### Exercise instructions
Work through the data and say how many lines contain "count". The number alone is the answer.

####

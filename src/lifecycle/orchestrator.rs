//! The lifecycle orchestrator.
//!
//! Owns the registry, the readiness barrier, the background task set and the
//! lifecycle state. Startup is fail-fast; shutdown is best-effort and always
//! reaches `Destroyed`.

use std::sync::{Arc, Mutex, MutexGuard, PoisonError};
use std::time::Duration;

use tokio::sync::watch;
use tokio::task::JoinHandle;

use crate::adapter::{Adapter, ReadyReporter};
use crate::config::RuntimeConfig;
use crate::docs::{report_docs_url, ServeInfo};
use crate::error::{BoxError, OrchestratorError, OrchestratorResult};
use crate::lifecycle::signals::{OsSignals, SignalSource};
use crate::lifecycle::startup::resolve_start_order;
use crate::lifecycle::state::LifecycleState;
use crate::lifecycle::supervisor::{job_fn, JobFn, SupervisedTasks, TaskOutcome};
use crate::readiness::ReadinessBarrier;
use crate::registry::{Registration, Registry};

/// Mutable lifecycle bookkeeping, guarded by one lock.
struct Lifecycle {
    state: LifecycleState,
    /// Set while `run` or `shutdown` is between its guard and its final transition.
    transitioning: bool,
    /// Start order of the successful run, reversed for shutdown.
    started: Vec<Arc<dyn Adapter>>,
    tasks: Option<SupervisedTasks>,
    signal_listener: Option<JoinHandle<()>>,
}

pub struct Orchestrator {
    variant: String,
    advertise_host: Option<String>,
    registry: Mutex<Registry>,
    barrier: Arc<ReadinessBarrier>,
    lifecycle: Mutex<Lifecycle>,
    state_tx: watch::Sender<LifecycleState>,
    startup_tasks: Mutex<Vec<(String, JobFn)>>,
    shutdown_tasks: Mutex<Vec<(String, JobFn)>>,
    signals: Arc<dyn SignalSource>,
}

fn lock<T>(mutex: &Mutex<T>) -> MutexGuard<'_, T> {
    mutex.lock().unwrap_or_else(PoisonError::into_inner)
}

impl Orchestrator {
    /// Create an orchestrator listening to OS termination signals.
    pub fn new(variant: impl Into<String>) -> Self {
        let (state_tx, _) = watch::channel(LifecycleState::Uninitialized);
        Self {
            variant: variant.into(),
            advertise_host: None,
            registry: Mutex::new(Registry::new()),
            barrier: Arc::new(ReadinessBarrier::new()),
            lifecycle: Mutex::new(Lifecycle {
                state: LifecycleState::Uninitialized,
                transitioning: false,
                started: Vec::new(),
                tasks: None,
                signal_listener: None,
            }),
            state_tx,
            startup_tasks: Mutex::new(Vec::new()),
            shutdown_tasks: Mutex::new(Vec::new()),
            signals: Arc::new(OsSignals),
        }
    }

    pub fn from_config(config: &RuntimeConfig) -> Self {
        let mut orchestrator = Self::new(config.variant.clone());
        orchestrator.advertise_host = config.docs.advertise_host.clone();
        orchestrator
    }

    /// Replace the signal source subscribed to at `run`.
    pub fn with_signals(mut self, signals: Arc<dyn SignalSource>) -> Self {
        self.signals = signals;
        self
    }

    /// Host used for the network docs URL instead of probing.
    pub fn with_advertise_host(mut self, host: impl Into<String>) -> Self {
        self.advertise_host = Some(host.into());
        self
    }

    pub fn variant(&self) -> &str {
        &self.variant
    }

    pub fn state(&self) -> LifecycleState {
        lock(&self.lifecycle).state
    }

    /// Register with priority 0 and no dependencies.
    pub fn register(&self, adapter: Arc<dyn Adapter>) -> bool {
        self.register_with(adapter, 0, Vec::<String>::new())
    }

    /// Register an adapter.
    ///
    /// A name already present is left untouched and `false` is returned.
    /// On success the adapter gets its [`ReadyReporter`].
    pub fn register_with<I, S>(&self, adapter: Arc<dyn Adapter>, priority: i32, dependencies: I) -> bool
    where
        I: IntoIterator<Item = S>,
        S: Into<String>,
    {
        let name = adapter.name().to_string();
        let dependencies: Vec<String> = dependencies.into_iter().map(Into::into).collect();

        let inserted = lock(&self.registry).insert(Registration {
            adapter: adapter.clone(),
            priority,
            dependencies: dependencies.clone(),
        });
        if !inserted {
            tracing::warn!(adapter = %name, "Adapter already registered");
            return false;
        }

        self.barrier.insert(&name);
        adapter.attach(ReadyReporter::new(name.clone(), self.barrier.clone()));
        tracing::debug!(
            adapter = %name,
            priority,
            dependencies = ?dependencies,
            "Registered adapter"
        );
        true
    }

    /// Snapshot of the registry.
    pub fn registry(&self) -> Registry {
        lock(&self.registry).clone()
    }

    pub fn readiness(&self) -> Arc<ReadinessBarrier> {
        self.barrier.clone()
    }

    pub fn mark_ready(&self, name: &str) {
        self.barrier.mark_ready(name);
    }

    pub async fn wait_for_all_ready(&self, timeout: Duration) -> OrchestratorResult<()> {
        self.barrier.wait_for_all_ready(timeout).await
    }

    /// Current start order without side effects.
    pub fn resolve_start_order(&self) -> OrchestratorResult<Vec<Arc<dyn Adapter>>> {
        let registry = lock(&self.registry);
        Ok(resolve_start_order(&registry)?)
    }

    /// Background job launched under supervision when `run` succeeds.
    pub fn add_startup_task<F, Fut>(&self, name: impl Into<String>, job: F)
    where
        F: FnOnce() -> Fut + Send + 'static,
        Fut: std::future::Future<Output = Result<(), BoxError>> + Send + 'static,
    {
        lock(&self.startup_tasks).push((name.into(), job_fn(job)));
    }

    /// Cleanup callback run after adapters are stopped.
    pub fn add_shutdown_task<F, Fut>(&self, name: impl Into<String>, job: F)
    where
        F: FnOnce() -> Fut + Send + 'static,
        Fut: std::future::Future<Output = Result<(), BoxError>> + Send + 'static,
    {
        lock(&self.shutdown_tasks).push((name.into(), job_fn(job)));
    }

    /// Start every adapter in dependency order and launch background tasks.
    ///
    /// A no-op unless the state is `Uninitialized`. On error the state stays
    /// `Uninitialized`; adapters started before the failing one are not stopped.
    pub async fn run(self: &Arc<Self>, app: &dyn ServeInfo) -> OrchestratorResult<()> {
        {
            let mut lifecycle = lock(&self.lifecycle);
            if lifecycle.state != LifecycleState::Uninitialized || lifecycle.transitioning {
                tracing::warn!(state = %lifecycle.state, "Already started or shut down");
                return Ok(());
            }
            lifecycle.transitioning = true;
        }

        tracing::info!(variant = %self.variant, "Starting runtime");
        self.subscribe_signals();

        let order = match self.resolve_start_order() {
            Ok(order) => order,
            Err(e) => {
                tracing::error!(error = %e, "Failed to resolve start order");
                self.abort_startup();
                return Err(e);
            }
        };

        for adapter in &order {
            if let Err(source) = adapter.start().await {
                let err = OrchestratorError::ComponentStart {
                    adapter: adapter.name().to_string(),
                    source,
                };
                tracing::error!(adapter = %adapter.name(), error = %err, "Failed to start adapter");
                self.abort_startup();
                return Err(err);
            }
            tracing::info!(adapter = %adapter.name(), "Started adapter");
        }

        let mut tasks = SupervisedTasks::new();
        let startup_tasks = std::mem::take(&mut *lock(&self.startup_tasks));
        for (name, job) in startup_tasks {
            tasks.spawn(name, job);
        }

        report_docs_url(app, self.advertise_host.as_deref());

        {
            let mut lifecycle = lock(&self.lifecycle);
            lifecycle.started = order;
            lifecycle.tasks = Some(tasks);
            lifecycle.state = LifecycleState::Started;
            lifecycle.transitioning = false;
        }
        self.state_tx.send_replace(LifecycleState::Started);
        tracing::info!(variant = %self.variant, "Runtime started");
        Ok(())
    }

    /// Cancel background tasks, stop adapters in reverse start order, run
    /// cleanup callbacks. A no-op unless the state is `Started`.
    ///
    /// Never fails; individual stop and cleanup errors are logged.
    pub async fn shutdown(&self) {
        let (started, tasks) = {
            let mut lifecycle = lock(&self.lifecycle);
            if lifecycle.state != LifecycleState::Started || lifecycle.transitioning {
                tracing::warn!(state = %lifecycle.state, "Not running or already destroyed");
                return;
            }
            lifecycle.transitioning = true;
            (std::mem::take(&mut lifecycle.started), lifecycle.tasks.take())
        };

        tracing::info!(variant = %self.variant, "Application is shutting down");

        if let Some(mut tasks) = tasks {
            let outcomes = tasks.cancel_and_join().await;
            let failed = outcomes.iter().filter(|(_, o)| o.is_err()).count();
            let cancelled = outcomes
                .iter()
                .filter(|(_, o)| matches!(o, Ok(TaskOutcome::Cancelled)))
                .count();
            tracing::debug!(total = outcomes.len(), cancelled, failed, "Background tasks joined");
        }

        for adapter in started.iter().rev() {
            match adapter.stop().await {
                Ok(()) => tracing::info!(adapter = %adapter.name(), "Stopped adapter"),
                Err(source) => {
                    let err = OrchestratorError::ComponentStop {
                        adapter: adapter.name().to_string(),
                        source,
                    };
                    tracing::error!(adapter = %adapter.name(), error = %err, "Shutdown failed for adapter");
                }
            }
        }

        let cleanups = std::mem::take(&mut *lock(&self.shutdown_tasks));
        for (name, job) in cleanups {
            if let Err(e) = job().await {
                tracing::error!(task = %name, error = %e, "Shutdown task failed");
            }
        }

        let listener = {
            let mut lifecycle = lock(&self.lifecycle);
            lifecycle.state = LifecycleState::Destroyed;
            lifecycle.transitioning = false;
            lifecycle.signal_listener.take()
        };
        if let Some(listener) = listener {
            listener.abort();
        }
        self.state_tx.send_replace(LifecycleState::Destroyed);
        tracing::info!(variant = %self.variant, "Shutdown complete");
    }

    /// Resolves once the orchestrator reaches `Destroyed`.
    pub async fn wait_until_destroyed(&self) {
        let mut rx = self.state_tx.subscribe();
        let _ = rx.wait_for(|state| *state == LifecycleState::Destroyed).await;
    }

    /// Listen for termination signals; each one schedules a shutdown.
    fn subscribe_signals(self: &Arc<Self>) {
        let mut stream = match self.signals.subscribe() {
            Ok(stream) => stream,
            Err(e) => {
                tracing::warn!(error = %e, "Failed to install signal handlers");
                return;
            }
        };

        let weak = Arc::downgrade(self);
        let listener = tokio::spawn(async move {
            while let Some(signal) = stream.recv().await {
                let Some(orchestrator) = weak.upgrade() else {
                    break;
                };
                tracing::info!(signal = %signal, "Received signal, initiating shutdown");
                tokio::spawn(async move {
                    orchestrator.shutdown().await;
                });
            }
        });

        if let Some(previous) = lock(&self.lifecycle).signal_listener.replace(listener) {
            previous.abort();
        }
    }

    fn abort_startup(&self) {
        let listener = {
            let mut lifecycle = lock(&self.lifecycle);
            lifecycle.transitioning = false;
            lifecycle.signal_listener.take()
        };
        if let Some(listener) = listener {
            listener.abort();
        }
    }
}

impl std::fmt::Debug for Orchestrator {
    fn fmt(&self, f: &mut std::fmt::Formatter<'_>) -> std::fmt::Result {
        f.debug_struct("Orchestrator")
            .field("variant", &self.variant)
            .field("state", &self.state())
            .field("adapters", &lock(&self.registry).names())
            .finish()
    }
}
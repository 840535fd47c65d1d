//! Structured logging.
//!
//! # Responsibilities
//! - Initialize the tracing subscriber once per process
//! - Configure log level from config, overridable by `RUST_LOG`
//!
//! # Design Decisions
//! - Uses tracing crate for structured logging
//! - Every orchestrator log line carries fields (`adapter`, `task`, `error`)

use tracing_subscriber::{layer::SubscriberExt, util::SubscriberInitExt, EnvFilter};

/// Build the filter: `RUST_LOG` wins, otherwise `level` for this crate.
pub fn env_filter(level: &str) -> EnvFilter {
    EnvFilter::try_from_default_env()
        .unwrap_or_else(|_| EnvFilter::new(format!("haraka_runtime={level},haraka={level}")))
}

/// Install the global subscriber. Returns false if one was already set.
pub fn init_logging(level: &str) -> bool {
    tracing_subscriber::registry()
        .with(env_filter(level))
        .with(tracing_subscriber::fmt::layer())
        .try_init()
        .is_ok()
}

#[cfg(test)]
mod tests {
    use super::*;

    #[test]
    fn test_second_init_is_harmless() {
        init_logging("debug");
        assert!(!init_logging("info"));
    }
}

####

### Solution for this task
2